Derly Chaloub não tem boas recordações da política. Seu irmão Vanor foi deposto no regime militar acusado de ser comunista. Recorda-se de uma noite em que a diretora da telefônica, que gostava muito do dr. Dermeval, foi a sua residência e relatou que ouvira uma ligação de uma pessoa importante do gabinete do dr. Vanor ligar para a Marinha, no Rio de Janeiro, acusando o seu irmão de comunista. Foi ela quem recebeu a denúncia. Era tarde da noite, e não quis incomodar seu pai, mas no dia seguinte, narrou-lhe o fato. Dr. Dermeval foi juntamente com o seu filho, o então prefeito Vanor, ao Sanatório Naval para esclarecerem os fatos e aquela denúncia. Mas as denúncias continuaram e seu irmão perdeu o mandato de prefeito manu militaris.

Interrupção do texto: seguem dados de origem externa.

//! # Discrete Bayesian network model
//!
//! [`Network`] is the in-memory form of a loaded model: variables in declaration
//! order, each with ordered state names, ordered parents, a conditional probability
//! table and an optional display label.
//!
//! ## CPT layout
//!
//! Each table is stored flat and row-major over `(parent_1, ..., parent_k, child)`,
//! so the child's state index varies fastest and one "row" holds the child
//! distribution for a fixed parent configuration. Every row sums to one within
//! [`ROW_SUM_TOLERANCE`].
//!
//! A `Network` is immutable once built. Interventions produce a new network via
//! [`Network::intervene`].

use std::collections::BTreeMap;

use rustc_hash::FxHashMap;

use crate::errors::FrontendError;

/// Allowed deviation of a CPT row sum from one.
pub const ROW_SUM_TOLERANCE: f64 = 1e-6;

/// A variable as declared by a parser, before its potential is attached.
#[derive(Debug, Clone, PartialEq)]
pub struct VariableDecl {
    pub name: String,
    pub states: Vec<String>,
    pub label: Option<String>,
}

/// A potential as declared by a parser: child, ordered parents and the flat table
/// in the layout described in the module docs.
#[derive(Debug, Clone, PartialEq)]
pub struct PotentialDecl {
    pub child: String,
    pub parents: Vec<String>,
    pub values: Vec<f64>,
}

/// One discrete random variable of a [`Network`].
#[derive(Debug, Clone)]
#[cfg_attr(feature = "serde", derive(serde::Serialize))]
pub struct Variable {
    name: String,
    states: Vec<String>,
    parents: Vec<usize>,
    cpt: Vec<f64>,
    label: Option<String>,
    #[cfg_attr(feature = "serde", serde(skip))]
    state_index: FxHashMap<String, usize>,
}

impl Variable {
    pub fn name(&self) -> &str {
        &self.name
    }

    pub fn states(&self) -> &[String] {
        &self.states
    }

    pub fn cardinality(&self) -> usize {
        self.states.len()
    }

    /// Indices (into [`Network::variables`]) of this variable's parents, in CPT order.
    pub fn parents(&self) -> &[usize] {
        &self.parents
    }

    pub fn cpt(&self) -> &[f64] {
        &self.cpt
    }

    pub fn label(&self) -> Option<&str> {
        self.label.as_deref()
    }

    pub fn state_index(&self, state: &str) -> Option<usize> {
        self.state_index.get(state).copied()
    }
}

/// A validated discrete Bayesian network.
#[derive(Debug, Clone, Default)]
#[cfg_attr(feature = "serde", derive(serde::Serialize))]
pub struct Network {
    name: Option<String>,
    variables: Vec<Variable>,
    #[cfg_attr(feature = "serde", serde(skip))]
    index: FxHashMap<String, usize>,
}

impl Network {
    /// Assemble and validate a network from parsed declarations.
    ///
    /// Every variable needs exactly one potential. Parents must be declared, the
    /// parent graph must be acyclic, table sizes must match the state counts and
    /// every row must be a probability distribution.
    pub fn from_declarations(
        name: Option<String>,
        variables: Vec<VariableDecl>,
        potentials: Vec<PotentialDecl>,
    ) -> Result<Self, FrontendError> {
        let mut index = FxHashMap::default();
        for (idx, decl) in variables.iter().enumerate() {
            if decl.states.is_empty() {
                return Err(FrontendError::invalid(format!(
                    "variable '{}' declares no states",
                    decl.name
                )));
            }
            if index.insert(decl.name.clone(), idx).is_some() {
                return Err(FrontendError::invalid(format!(
                    "variable '{}' is declared more than once",
                    decl.name
                )));
            }
        }

        let mut by_child: FxHashMap<String, PotentialDecl> = FxHashMap::default();
        for potential in potentials {
            if !index.contains_key(&potential.child) {
                return Err(FrontendError::invalid(format!(
                    "potential for undeclared variable '{}'",
                    potential.child
                )));
            }
            let child = potential.child.clone();
            if by_child.insert(child.clone(), potential).is_some() {
                return Err(FrontendError::invalid(format!(
                    "variable '{}' has more than one potential",
                    child
                )));
            }
        }

        let mut built = Vec::with_capacity(variables.len());
        for decl in variables {
            let potential = by_child.remove(&decl.name).ok_or_else(|| {
                FrontendError::invalid(format!("variable '{}' has no potential", decl.name))
            })?;

            let mut state_index = FxHashMap::default();
            for (s, state) in decl.states.iter().enumerate() {
                if state_index.insert(state.clone(), s).is_some() {
                    return Err(FrontendError::invalid(format!(
                        "variable '{}' declares state '{}' twice",
                        decl.name, state
                    )));
                }
            }

            let mut parents = Vec::with_capacity(potential.parents.len());
            for parent in &potential.parents {
                let p = *index.get(parent).ok_or_else(|| {
                    FrontendError::invalid(format!(
                        "variable '{}' has undeclared parent '{}'",
                        decl.name, parent
                    ))
                })?;
                if parents.contains(&p) {
                    return Err(FrontendError::invalid(format!(
                        "variable '{}' lists parent '{}' twice",
                        decl.name, parent
                    )));
                }
                parents.push(p);
            }

            built.push(Variable {
                name: decl.name,
                states: decl.states,
                parents,
                cpt: potential.values,
                label: decl.label,
                state_index,
            });
        }

        for variable in &built {
            let expected = variable
                .parents
                .iter()
                .map(|&p| built[p].cardinality())
                .product::<usize>()
                * variable.cardinality();
            if variable.cpt.len() != expected {
                return Err(FrontendError::invalid(format!(
                    "variable '{}' expects {} table entries, found {}",
                    variable.name,
                    expected,
                    variable.cpt.len()
                )));
            }
            check_rows(&variable.name, &variable.cpt, variable.cardinality())?;
        }

        let network = Self {
            name,
            variables: built,
            index,
        };
        network.check_acyclic()?;
        Ok(network)
    }

    pub fn name(&self) -> Option<&str> {
        self.name.as_deref()
    }

    /// Variables in declaration order.
    pub fn variables(&self) -> &[Variable] {
        &self.variables
    }

    pub fn len(&self) -> usize {
        self.variables.len()
    }

    pub fn is_empty(&self) -> bool {
        self.variables.is_empty()
    }

    pub fn variable_index(&self, name: &str) -> Option<usize> {
        self.index.get(name).copied()
    }

    pub fn variable(&self, name: &str) -> Option<&Variable> {
        self.variable_index(name).map(|idx| &self.variables[idx])
    }

    pub fn contains(&self, name: &str) -> bool {
        self.index.contains_key(name)
    }

    /// Ordered state names of `name`, if it exists.
    pub fn states(&self, name: &str) -> Option<&[String]> {
        self.variable(name).map(Variable::states)
    }

    /// Index of `state` within `variable`'s state list.
    pub fn state_index(&self, variable: &str, state: &str) -> Option<usize> {
        self.variable(variable)?.state_index(state)
    }

    /// Dependency edges `(parent, child)`, grouped by child in declaration order.
    pub fn edges(&self) -> Vec<(String, String)> {
        self.variables
            .iter()
            .flat_map(|child| {
                child
                    .parents
                    .iter()
                    .map(move |&p| (self.variables[p].name.clone(), child.name.clone()))
            })
            .collect()
    }

    /// Display labels for variables that declare one.
    pub fn labels(&self) -> BTreeMap<String, String> {
        self.variables
            .iter()
            .filter_map(|v| v.label.as_ref().map(|l| (v.name.clone(), l.clone())))
            .collect()
    }

    /// `P(variable = assignment[variable] | parents = assignment[parents])`.
    ///
    /// `assignment` holds one state index per network variable, in declaration order.
    pub fn local_probability(&self, variable: usize, assignment: &[usize]) -> f64 {
        let var = &self.variables[variable];
        let mut offset = 0;
        for &p in &var.parents {
            offset = offset * self.variables[p].cardinality() + assignment[p];
        }
        var.cpt[offset * var.cardinality() + assignment[variable]]
    }

    /// Graph surgery for `do(variable = state)`.
    ///
    /// Returns a copy in which `variable` has no parents and a point-mass table at
    /// `state`. Every other variable keeps its table; `self` is left untouched.
    pub fn intervene(&self, variable: &str, state: &str) -> Result<Network, FrontendError> {
        let idx = self.variable_index(variable).ok_or_else(|| {
            FrontendError::invalid(format!("cannot intervene on unknown variable '{}'", variable))
        })?;
        let forced = self.variables[idx].state_index(state).ok_or_else(|| {
            FrontendError::invalid(format!(
                "cannot intervene on '{}': unknown state '{}'",
                variable, state
            ))
        })?;

        let mut out = self.clone();
        let target = &mut out.variables[idx];
        target.parents.clear();
        target.cpt = (0..target.cardinality())
            .map(|s| if s == forced { 1.0 } else { 0.0 })
            .collect();
        Ok(out)
    }

    fn check_acyclic(&self) -> Result<(), FrontendError> {
        // Kahn's algorithm over parent -> child edges.
        let n = self.variables.len();
        let mut in_degree: Vec<usize> = self.variables.iter().map(|v| v.parents.len()).collect();
        let mut children = vec![Vec::new(); n];
        for (child, variable) in self.variables.iter().enumerate() {
            for &p in &variable.parents {
                children[p].push(child);
            }
        }

        let mut ready: Vec<usize> = (0..n).filter(|&i| in_degree[i] == 0).collect();
        let mut visited = 0;
        while let Some(node) = ready.pop() {
            visited += 1;
            for &child in &children[node] {
                in_degree[child] -= 1;
                if in_degree[child] == 0 {
                    ready.push(child);
                }
            }
        }

        if visited != n {
            let stuck: Vec<&str> = (0..n)
                .filter(|&i| in_degree[i] > 0)
                .map(|i| self.variables[i].name.as_str())
                .collect();
            return Err(FrontendError::invalid(format!(
                "network contains a cycle through: {}",
                stuck.join(", ")
            )));
        }
        Ok(())
    }
}

fn check_rows(name: &str, cpt: &[f64], cardinality: usize) -> Result<(), FrontendError> {
    if let Some(bad) = cpt.iter().find(|v| !v.is_finite() || **v < 0.0) {
        return Err(FrontendError::invalid(format!(
            "variable '{}' has invalid probability {}",
            name, bad
        )));
    }
    for (row, chunk) in cpt.chunks(cardinality).enumerate() {
        let sum: f64 = chunk.iter().sum();
        if (sum - 1.0).abs() > ROW_SUM_TOLERANCE {
            return Err(FrontendError::invalid(format!(
                "variable '{}': table row {} sums to {:.9}, expected 1",
                name, row, sum
            )));
        }
    }
    Ok(())
}

#[cfg(test)]
mod tests {
    use super::*;

    fn decl(name: &str, states: &[&str]) -> VariableDecl {
        VariableDecl {
            name: name.into(),
            states: states.iter().map(|s| s.to_string()).collect(),
            label: None,
        }
    }

    fn potential(child: &str, parents: &[&str], values: &[f64]) -> PotentialDecl {
        PotentialDecl {
            child: child.into(),
            parents: parents.iter().map(|s| s.to_string()).collect(),
            values: values.to_vec(),
        }
    }

    fn chain() -> Network {
        Network::from_declarations(
            Some("chain".into()),
            vec![decl("A", &["true", "false"]), decl("B", &["true", "false"])],
            vec![
                potential("A", &[], &[0.3, 0.7]),
                potential("B", &["A"], &[0.9, 0.1, 0.2, 0.8]),
            ],
        )
        .expect("chain network")
    }

    #[test]
    fn builds_chain_with_edges_and_lookup() {
        let net = chain();
        assert_eq!(net.len(), 2);
        assert_eq!(net.edges(), vec![("A".to_string(), "B".to_string())]);
        assert_eq!(net.state_index("B", "false"), Some(1));
        assert_eq!(net.state_index("B", "maybe"), None);
        assert!(net.labels().is_empty());
    }

    #[test]
    fn local_probability_reads_row_for_parent_state() {
        let net = chain();
        // A = false (1), B = true (0)
        assert!((net.local_probability(1, &[1, 0]) - 0.2).abs() < 1e-12);
        assert!((net.local_probability(0, &[0, 1]) - 0.3).abs() < 1e-12);
    }

    #[test]
    fn rejects_rows_that_do_not_normalize() {
        let err = Network::from_declarations(
            None,
            vec![decl("A", &["t", "f"])],
            vec![potential("A", &[], &[0.3, 0.6])],
        )
        .expect_err("row sums to 0.9");
        assert!(err.to_string().contains("sums to"), "unexpected: {}", err);
    }

    #[test]
    fn rejects_cycles() {
        let err = Network::from_declarations(
            None,
            vec![decl("A", &["t", "f"]), decl("B", &["t", "f"])],
            vec![
                potential("A", &["B"], &[0.5, 0.5, 0.5, 0.5]),
                potential("B", &["A"], &[0.5, 0.5, 0.5, 0.5]),
            ],
        )
        .expect_err("cycle");
        assert!(err.to_string().contains("cycle"), "unexpected: {}", err);
    }

    #[test]
    fn rejects_wrong_table_size_and_missing_potential() {
        let size = Network::from_declarations(
            None,
            vec![decl("A", &["t", "f"])],
            vec![potential("A", &[], &[1.0])],
        )
        .expect_err("size");
        assert!(size.to_string().contains("table entries"));

        let missing = Network::from_declarations(None, vec![decl("A", &["t", "f"])], vec![])
            .expect_err("missing");
        assert!(missing.to_string().contains("no potential"));
    }

    #[test]
    fn intervene_cuts_parents_without_touching_original() {
        let net = chain();
        let cut = net.intervene("B", "false").expect("intervene");

        assert!(cut.variable("B").expect("B").parents().is_empty());
        assert_eq!(cut.variable("B").expect("B").cpt(), &[0.0, 1.0]);
        assert!(cut.edges().is_empty());

        assert_eq!(net.variable("B").expect("B").parents(), &[0]);
        assert_eq!(net.edges().len(), 1);
    }

    #[test]
    fn intervene_rejects_unknown_state() {
        let err = chain().intervene("A", "maybe").expect_err("unknown state");
        assert!(err.to_string().contains("maybe"));
    }
}
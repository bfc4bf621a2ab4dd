//! Per-variable posterior summaries ("all nodes").

use doctorbn_frontend::Network;

use crate::engine::divergence::jensen_shannon_divergence;
use crate::engine::errors::ExecError;
use crate::engine::oracle::{query_checked, InferenceOracle};
use crate::engine::parallel::try_map_indices;
use crate::engine::scenario::{check_evidence, Evidence, Scenario};

/// Posterior summary of one variable.
///
/// Observed variables carry only their observed state with probability one.
#[derive(Debug, Clone, PartialEq)]
#[cfg_attr(feature = "serde", derive(serde::Serialize, serde::Deserialize))]
pub struct NodeRecord {
    pub name: String,
    /// Most probable state under the evidence.
    pub state: String,
    pub probability: f64,
    /// Jensen–Shannon divergence between the posterior and the prior marginal.
    pub divergence: Option<f64>,
    #[cfg_attr(feature = "serde", serde(rename = "stateNames"))]
    pub state_names: Vec<String>,
    pub distribution: Option<Vec<f64>>,
    pub distribution_wo_evidence: Option<Vec<f64>>,
}

impl NodeRecord {
    /// Whether the record was fixed by evidence rather than inferred.
    pub fn is_observed(&self) -> bool {
        self.distribution.is_none()
    }
}

/// Summaries for every variable of the scenario's network, in model order.
pub fn compute_all_nodes<O: InferenceOracle + ?Sized>(
    scenario: &Scenario,
    oracle: &O,
) -> Result<Vec<NodeRecord>, ExecError> {
    compute_nodes(scenario.network(), scenario.evidence(), oracle)
}

/// Summaries for every variable of `network` under `evidence`, in model order.
///
/// Observed variables are not queried. Every other variable costs two marginal
/// queries, one under `evidence` and one under no evidence at all.
pub fn compute_nodes<O: InferenceOracle + ?Sized>(
    network: &Network,
    evidence: &Evidence,
    oracle: &O,
) -> Result<Vec<NodeRecord>, ExecError> {
    check_evidence(network, evidence)?;
    let variables = network.variables();

    #[cfg(feature = "tracing")]
    tracing::debug!(
        variables = variables.len(),
        observed = evidence.len(),
        "computing node posteriors"
    );

    let prior_evidence = Evidence::new();
    try_map_indices(variables.len(), |i| {
        let variable = &variables[i];
        let name = variable.name().to_string();
        let state_names = variable.states().to_vec();

        if let Some(observed) = evidence.get(&name) {
            return Ok(NodeRecord {
                name,
                state: observed.clone(),
                probability: 1.0,
                divergence: None,
                state_names,
                distribution: None,
                distribution_wo_evidence: None,
            });
        }

        let query = [name.clone()];
        let posterior = query_checked(oracle, network, &query, evidence)?
            .values()
            .to_vec();
        let prior = query_checked(oracle, network, &query, &prior_evidence)?
            .values()
            .to_vec();
        let divergence = jensen_shannon_divergence(&posterior, &prior)?;

        let (best, probability) = argmax(&posterior);
        Ok(NodeRecord {
            name,
            state: state_names[best].clone(),
            probability,
            divergence: Some(divergence),
            state_names,
            distribution: Some(posterior),
            distribution_wo_evidence: Some(prior),
        })
    })
}

/// Index and value of the largest entry; the lowest index wins ties.
fn argmax(values: &[f64]) -> (usize, f64) {
    values
        .iter()
        .copied()
        .enumerate()
        .fold((0, f64::NEG_INFINITY), |best, (i, v)| {
            if v > best.1 {
                (i, v)
            } else {
                best
            }
        })
}

#[cfg(test)]
mod tests {
    use super::*;
    use crate::engine::scenario::GoalDirection;
    use crate::testing::{chain_network, EnumerationOracle, RecordingOracle};

    #[test]
    fn argmax_prefers_lowest_index_on_ties() {
        assert_eq!(argmax(&[0.25, 0.5, 0.25]), (1, 0.5));
        assert_eq!(argmax(&[0.5, 0.5]), (0, 0.5));
    }

    #[test]
    fn chain_posteriors_and_priors() {
        let net = chain_network();
        let evidence = Evidence::from([("B".to_string(), "true".to_string())]);
        let nodes = compute_nodes(&net, &evidence, &EnumerationOracle).expect("nodes");

        assert_eq!(nodes.len(), 2);
        let a = &nodes[0];
        assert_eq!(a.name, "A");
        // P(A = true | B = true) = 0.27 / 0.41
        let posterior = a.distribution.as_ref().expect("posterior");
        assert!((posterior[0] - 0.27 / 0.41).abs() < 1e-12);
        let prior = a.distribution_wo_evidence.as_ref().expect("prior");
        assert!((prior[0] - 0.3).abs() < 1e-12);
        assert_eq!(a.state, "true");
        assert!(a.divergence.expect("divergence") > 0.0);
        assert!(!a.is_observed());

        let b = &nodes[1];
        assert!(b.is_observed());
        assert_eq!(b.state, "true");
        assert_eq!(b.probability, 1.0);
        assert_eq!(b.divergence, None);
        assert_eq!(b.state_names, vec!["true".to_string(), "false".to_string()]);
    }

    #[test]
    fn observed_variables_are_never_queried() {
        let scenario = Scenario::builder(chain_network())
            .evidence("A", "false")
            .goal("B", "true", GoalDirection::Maximize)
            .build()
            .expect("scenario");
        let oracle = RecordingOracle::new(EnumerationOracle);
        compute_all_nodes(&scenario, &oracle).expect("nodes");

        let queries = oracle.queries();
        assert_eq!(queries.len(), 2);
        assert!(queries.iter().all(|(vars, _)| vars == &["B".to_string()]));
    }

    #[test]
    fn unobserved_without_evidence_has_zero_divergence() {
        let net = chain_network();
        let nodes = compute_nodes(&net, &Evidence::new(), &EnumerationOracle).expect("nodes");
        for node in nodes {
            assert_eq!(node.divergence, Some(0.0));
            assert_eq!(node.distribution, node.distribution_wo_evidence);
        }
    }
}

Quando perguntada sobre a vida social no passado, Derly respondeu que a população de Friburgo era fria como o clima, e que antigamente não acontecia quase nada. Mas quando nos fala de seus anos dourados, percebemos que não era bem assim. Além dos bailes que frequentava amiúde no Hotel Cassino (já esse hotel era localizado onde é hoje o Edifício União) e do Xadrez ( funcionava onde hoje é o edifício Spinelli), Derly participava de uma orquestra de acordeão da cidade. As sessões de cinema e os passeios na praça eram inesquecíveis. Havia um trem que vinha de Porto Novo e passava às nove horas da noite pela praça. Era chamado de “vassourinha”, isso porque quando ele passava, todas as moças “decentes” tinham que ir para casa. Derly ri quando se recorda dos tipos de rua engraçados da cidade: o “Olímpio Errado”, que colocava a frente da calça para trás e o povo gritava: “Olímpio Errado”; ou ainda do “Chandoca”, que tocava banjo, muitas vezes à noite, debaixo de sua janela. No cinema Leal, antigo Teatro D. Eugênia, com a chegada do verão e das férias escolares, Derly e as Zamith, Braunes, Dutra, Carneiro e Carrapatoso promoviam apresentações teatrais. Ensaiavam umas quatro peças por temporada sob a direção de Moacir Peixoto, que era de Friburgo. Os turistas gostavam muito dessas apresentações, “era muito caprichado”, recorda-se. Peixoto trazia do Rio de Janeiro o cenário e o figurino. O grupo participava do concurso de teatro amador no Ginástico Português, no Rio de Janeiro, e se apresentava ainda no Teatro Municipal de Niterói. É interessante como desde o final do século XIX, a elite carioca e friburguense tinham no teatro amador, uma de suas formas de sociabilidade. Não se denominavam atrizes, mas “amadoras”. Havia ainda uma orquestra na cidade, orientada por Sérvio Lago, de uma família de músicos, e Derly também tocava na orquestra como pianista. Os músicos também participavam das apresentações teatrais. Em suas memórias, Derly Moreira Chaloub relembra a dor pela perda de muitos familiares queridos. Mas em contrapartida, o sorriso e a alegria no semblante quando se recordou da sua juventude e dos tipos mais ordinários e divertidos do cotidiano da cidade: o Olímpio Errado e o Chandoca.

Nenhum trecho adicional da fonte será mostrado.